USA
Mabou Mines
Directed by Lee Breuer and Terry O’Reilly
Written by Terry O’Reilly
WHEN:
25th Oct. 2018, 21:00
26th Oct. 2018, 16:00
27th Oct. 2018, 17:00
28th Oct. 2018, 14:00
WHERE: Ancient Courtyard Theatre
Duration: 70 minutes (without intermission)
Performed in English, with Chinese and English subtitles
Reviews
…There are many companies that would be lucky to share in just a little of this kind of excess.
— D. J. R. Bruckner, NY Times
About Animal Magnetism
Animal Magnetism is a love story between a chimpanzee and a rhinoceros.
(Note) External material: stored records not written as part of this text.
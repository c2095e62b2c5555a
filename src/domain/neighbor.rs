//! Typed relationships between shapes
//!
//! [`NeighborProvider`] enumerates the relationships found by visiting a
//! shape. [`NeighborIndex`] precomputes them for a whole model so both
//! directions can be walked.

use super::id::ShapeId;
use super::model::Model;
use super::shape::{Shape, ShapeKind};
use std::collections::{HashMap, HashSet};
use std::fmt;
use std::str::FromStr;

#[derive(Debug, Clone, Copy, PartialEq, Eq, Hash, PartialOrd, Ord)]
pub enum RelationshipType {
    Identifier,
    Resource,
    Operation,
    Bound,
    Create,
    Read,
    Update,
    Delete,
    List,
    Input,
    Output,
    Error,
    MemberContainer,
    MemberTarget,
    ListMember,
    SetMember,
    MapKey,
    MapValue,
    StructureMember,
    UnionMember,
    Trait,
}

/// Whether a relationship is followed by plain selector traversal
#[derive(Debug, Clone, Copy, PartialEq, Eq)]
pub enum RelationshipDirection {
    Directed,
    Inverted,
}

impl RelationshipType {
    pub const ALL: [RelationshipType; 21] = [
        RelationshipType::Identifier,
        RelationshipType::Resource,
        RelationshipType::Operation,
        RelationshipType::Bound,
        RelationshipType::Create,
        RelationshipType::Read,
        RelationshipType::Update,
        RelationshipType::Delete,
        RelationshipType::List,
        RelationshipType::Input,
        RelationshipType::Output,
        RelationshipType::Error,
        RelationshipType::MemberContainer,
        RelationshipType::MemberTarget,
        RelationshipType::ListMember,
        RelationshipType::SetMember,
        RelationshipType::MapKey,
        RelationshipType::MapValue,
        RelationshipType::StructureMember,
        RelationshipType::UnionMember,
        RelationshipType::Trait,
    ];

    pub fn as_str(&self) -> &'static str {
        match self {
            RelationshipType::Identifier => "IDENTIFIER",
            RelationshipType::Resource => "RESOURCE",
            RelationshipType::Operation => "OPERATION",
            RelationshipType::Bound => "BOUND",
            RelationshipType::Create => "CREATE",
            RelationshipType::Read => "READ",
            RelationshipType::Update => "UPDATE",
            RelationshipType::Delete => "DELETE",
            RelationshipType::List => "LIST",
            RelationshipType::Input => "INPUT",
            RelationshipType::Output => "OUTPUT",
            RelationshipType::Error => "ERROR",
            RelationshipType::MemberContainer => "MEMBER_CONTAINER",
            RelationshipType::MemberTarget => "MEMBER_TARGET",
            RelationshipType::ListMember => "LIST_MEMBER",
            RelationshipType::SetMember => "SET_MEMBER",
            RelationshipType::MapKey => "MAP_KEY",
            RelationshipType::MapValue => "MAP_VALUE",
            RelationshipType::StructureMember => "STRUCTURE_MEMBER",
            RelationshipType::UnionMember => "UNION_MEMBER",
            RelationshipType::Trait => "TRAIT",
        }
    }

    /// Name used to filter the relationship in selector expressions
    ///
    /// Every member relationship shares the `member` label.
    /// `MEMBER_CONTAINER` and `MEMBER_TARGET` cannot be filtered by name.
    pub fn selector_label(&self) -> Option<&'static str> {
        match self {
            RelationshipType::Identifier => Some("identifier"),
            RelationshipType::Resource => Some("resource"),
            RelationshipType::Operation => Some("operation"),
            RelationshipType::Bound => Some("bound"),
            RelationshipType::Create => Some("create"),
            RelationshipType::Read => Some("read"),
            RelationshipType::Update => Some("update"),
            RelationshipType::Delete => Some("delete"),
            RelationshipType::List => Some("list"),
            RelationshipType::Input => Some("input"),
            RelationshipType::Output => Some("output"),
            RelationshipType::Error => Some("error"),
            RelationshipType::MemberContainer | RelationshipType::MemberTarget => None,
            RelationshipType::ListMember
            | RelationshipType::SetMember
            | RelationshipType::MapKey
            | RelationshipType::MapValue
            | RelationshipType::StructureMember
            | RelationshipType::UnionMember => Some("member"),
            RelationshipType::Trait => Some("trait"),
        }
    }

    pub fn direction(&self) -> RelationshipDirection {
        match self {
            RelationshipType::Bound | RelationshipType::MemberContainer => {
                RelationshipDirection::Inverted
            }
            _ => RelationshipDirection::Directed,
        }
    }

    /// Returns true if `label` is the selector label of some relationship
    pub fn is_selector_label(label: &str) -> bool {
        Self::ALL.iter().any(|r| r.selector_label() == Some(label))
    }
}

impl fmt::Display for RelationshipType {
    fn fmt(&self, f: &mut fmt::Formatter<'_>) -> fmt::Result {
        write!(f, "{}", self.as_str())
    }
}

impl FromStr for RelationshipType {
    type Err = String;

    fn from_str(s: &str) -> Result<Self, Self::Err> {
        Self::ALL
            .iter()
            .copied()
            .find(|r| r.as_str().eq_ignore_ascii_case(s))
            .ok_or_else(|| format!("Unknown relationship type: '{}'", s))
    }
}

/// A directed edge from `shape` to `neighbor_id`
///
/// `neighbor` is `None` when the target ID is not in the model.
#[derive(Debug, Clone, PartialEq)]
pub struct Relationship<'m> {
    pub shape: &'m Shape,
    pub relationship_type: RelationshipType,
    pub neighbor_id: ShapeId,
    pub neighbor: Option<&'m Shape>,
}

impl Relationship<'_> {
    pub fn is_resolved(&self) -> bool {
        self.neighbor.is_some()
    }
}

impl fmt::Display for Relationship<'_> {
    fn fmt(&self, f: &mut fmt::Formatter<'_>) -> fmt::Result {
        write!(
            f,
            "{} -[{}]-> {}",
            self.shape.id(),
            self.relationship_type,
            self.neighbor_id
        )
    }
}

/// Computes the outgoing relationships of shapes in a model
#[derive(Debug, Clone, Copy)]
pub struct NeighborProvider<'m> {
    model: &'m Model,
    include_traits: bool,
}

impl<'m> NeighborProvider<'m> {
    pub fn new(model: &'m Model) -> Self {
        Self {
            model,
            include_traits: false,
        }
    }

    /// A provider that also yields a `TRAIT` relationship per applied trait
    pub fn with_trait_relationships(model: &'m Model) -> Self {
        Self {
            model,
            include_traits: true,
        }
    }

    pub fn model(&self) -> &'m Model {
        self.model
    }

    fn push(
        &self,
        out: &mut Vec<Relationship<'m>>,
        shape: &'m Shape,
        relationship_type: RelationshipType,
        neighbor_id: &ShapeId,
    ) {
        out.push(Relationship {
            shape,
            relationship_type,
            neighbor_id: neighbor_id.clone(),
            neighbor: self.model.get_shape(neighbor_id),
        });
    }

    fn push_member(
        out: &mut Vec<Relationship<'m>>,
        shape: &'m Shape,
        relationship_type: RelationshipType,
        member: &'m Shape,
    ) {
        out.push(Relationship {
            shape,
            relationship_type,
            neighbor_id: member.id().clone(),
            neighbor: Some(member),
        });
    }

    /// Every relationship whose source is `shape`, plus `BOUND` edges from
    /// shapes bound to a service or resource
    pub fn neighbors(&self, shape: &'m Shape) -> Vec<Relationship<'m>> {
        let mut out = Vec::new();
        match shape.kind() {
            ShapeKind::Member { target } => {
                self.push(&mut out, shape, RelationshipType::MemberContainer, &shape.id().without_member());
                self.push(&mut out, shape, RelationshipType::MemberTarget, target);
            }
            ShapeKind::List { member } => {
                Self::push_member(&mut out, shape, RelationshipType::ListMember, member);
            }
            ShapeKind::Set { member } => {
                Self::push_member(&mut out, shape, RelationshipType::SetMember, member);
            }
            ShapeKind::Map { key, value } => {
                Self::push_member(&mut out, shape, RelationshipType::MapKey, key);
                Self::push_member(&mut out, shape, RelationshipType::MapValue, value);
            }
            ShapeKind::Structure { members } => {
                for member in members {
                    Self::push_member(&mut out, shape, RelationshipType::StructureMember, member);
                }
            }
            ShapeKind::Union { members } => {
                for member in members {
                    Self::push_member(&mut out, shape, RelationshipType::UnionMember, member);
                }
            }
            ShapeKind::Operation(op) => {
                if let Some(input) = &op.input {
                    self.push(&mut out, shape, RelationshipType::Input, input);
                }
                if let Some(output) = &op.output {
                    self.push(&mut out, shape, RelationshipType::Output, output);
                }
                for error in &op.errors {
                    self.push(&mut out, shape, RelationshipType::Error, error);
                }
            }
            ShapeKind::Resource(resource) => {
                for target in resource.identifiers.values() {
                    self.push(&mut out, shape, RelationshipType::Identifier, target);
                }
                let lifecycle = [
                    (RelationshipType::Create, &resource.create),
                    (RelationshipType::Read, &resource.read),
                    (RelationshipType::Update, &resource.update),
                    (RelationshipType::Delete, &resource.delete),
                    (RelationshipType::List, &resource.list),
                ];
                for (relationship_type, id) in lifecycle {
                    if let Some(id) = id {
                        self.push(&mut out, shape, relationship_type, id);
                    }
                }
                for operation in resource.all_operations() {
                    self.push(&mut out, shape, RelationshipType::Operation, operation);
                }
                for child in &resource.resources {
                    self.push(&mut out, shape, RelationshipType::Resource, child);
                }
                let operations: Vec<ShapeId> =
                    resource.all_operations().into_iter().cloned().collect();
                self.push_bound(&mut out, shape, &operations, &resource.resources);
                // Parents binding this resource
                for parent in self.binders_of(shape.id()) {
                    out.push(Relationship {
                        shape: parent,
                        relationship_type: RelationshipType::Resource,
                        neighbor_id: shape.id().clone(),
                        neighbor: Some(shape),
                    });
                }
            }
            ShapeKind::Service(service) => {
                for operation in &service.operations {
                    self.push(&mut out, shape, RelationshipType::Operation, operation);
                }
                for resource in &service.resources {
                    self.push(&mut out, shape, RelationshipType::Resource, resource);
                }
                self.push_bound(&mut out, shape, &service.operations, &service.resources);
            }
            _ => {}
        }

        if self.include_traits {
            for trait_id in shape.traits().keys() {
                self.push(&mut out, shape, RelationshipType::Trait, trait_id);
            }
        }

        out
    }

    /// `BOUND` relationships: the bound shape is the source and the binder
    /// is the neighbor
    fn push_bound(
        &self,
        out: &mut Vec<Relationship<'m>>,
        binder: &'m Shape,
        operations: &[ShapeId],
        resources: &[ShapeId],
    ) {
        for id in operations.iter().chain(resources) {
            if let Some(bound) = self.model.get_shape(id) {
                out.push(Relationship {
                    shape: bound,
                    relationship_type: RelationshipType::Bound,
                    neighbor_id: binder.id().clone(),
                    neighbor: Some(binder),
                });
            }
        }
    }

    fn binders_of(&self, id: &ShapeId) -> Vec<&'m Shape> {
        let model = self.model;
        model
            .shapes_of_type(super::shape::ShapeType::Service)
            .filter(|s| s.as_service().is_some_and(|svc| svc.resources.contains(id)))
            .chain(
                model
                    .shapes_of_type(super::shape::ShapeType::Resource)
                    .filter(|s| s.as_resource().is_some_and(|r| r.resources.contains(id))),
            )
            .collect()
    }
}

/// Precomputed relationships of a whole model, indexed by source shape and
/// by target shape
///
/// `BOUND` edges found while visiting a service or resource are indexed
/// under the bound shape, so they are reachable from it.
#[derive(Debug, Clone, Default)]
pub struct NeighborIndex<'m> {
    outgoing: HashMap<&'m ShapeId, Vec<Relationship<'m>>>,
    incoming: HashMap<&'m ShapeId, Vec<Relationship<'m>>>,
}

impl<'m> NeighborIndex<'m> {
    pub fn new(provider: &NeighborProvider<'m>) -> Self {
        let mut seen: HashSet<(&'m ShapeId, RelationshipType, ShapeId)> = HashSet::new();
        let mut index = Self::default();
        for shape in provider.model().shapes() {
            for relationship in provider.neighbors(shape) {
                let key = (
                    relationship.shape.id(),
                    relationship.relationship_type,
                    relationship.neighbor_id.clone(),
                );
                if !seen.insert(key) {
                    continue;
                }
                if let Some(neighbor) = relationship.neighbor {
                    index
                        .incoming
                        .entry(neighbor.id())
                        .or_default()
                        .push(relationship.clone());
                }
                index
                    .outgoing
                    .entry(relationship.shape.id())
                    .or_default()
                    .push(relationship);
            }
        }
        index
    }

    /// Relationships whose source is `id`
    pub fn outgoing(&self, id: &ShapeId) -> &[Relationship<'m>] {
        self.outgoing.get(id).map(Vec::as_slice).unwrap_or_default()
    }

    /// Resolved relationships that point at `id`
    pub fn incoming(&self, id: &ShapeId) -> &[Relationship<'m>] {
        self.incoming.get(id).map(Vec::as_slice).unwrap_or_default()
    }
}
It’s a musical, it’s a comedy, it’s impossible.
Totally redirected for this year’s Wuzhen Theatre Festival by veteran Mabou Mines playwright Terry O’Reilly and Mabou Mines Founder Lee Breuer, this next incarnation draws upon the cutting-edge New York puppetry of Jessica Scott to vamp and revamp their original collaboration.
Playing jazz with pop icons, movie plots and a wild assortment of musical forms from Bossa Nova to Rap, R&B and Rock, they weave together original songs and Eve Beglarian’s sweeping sound score into a story of two larger than life characters improbably attracted to one another dealing with forces far beyond their control.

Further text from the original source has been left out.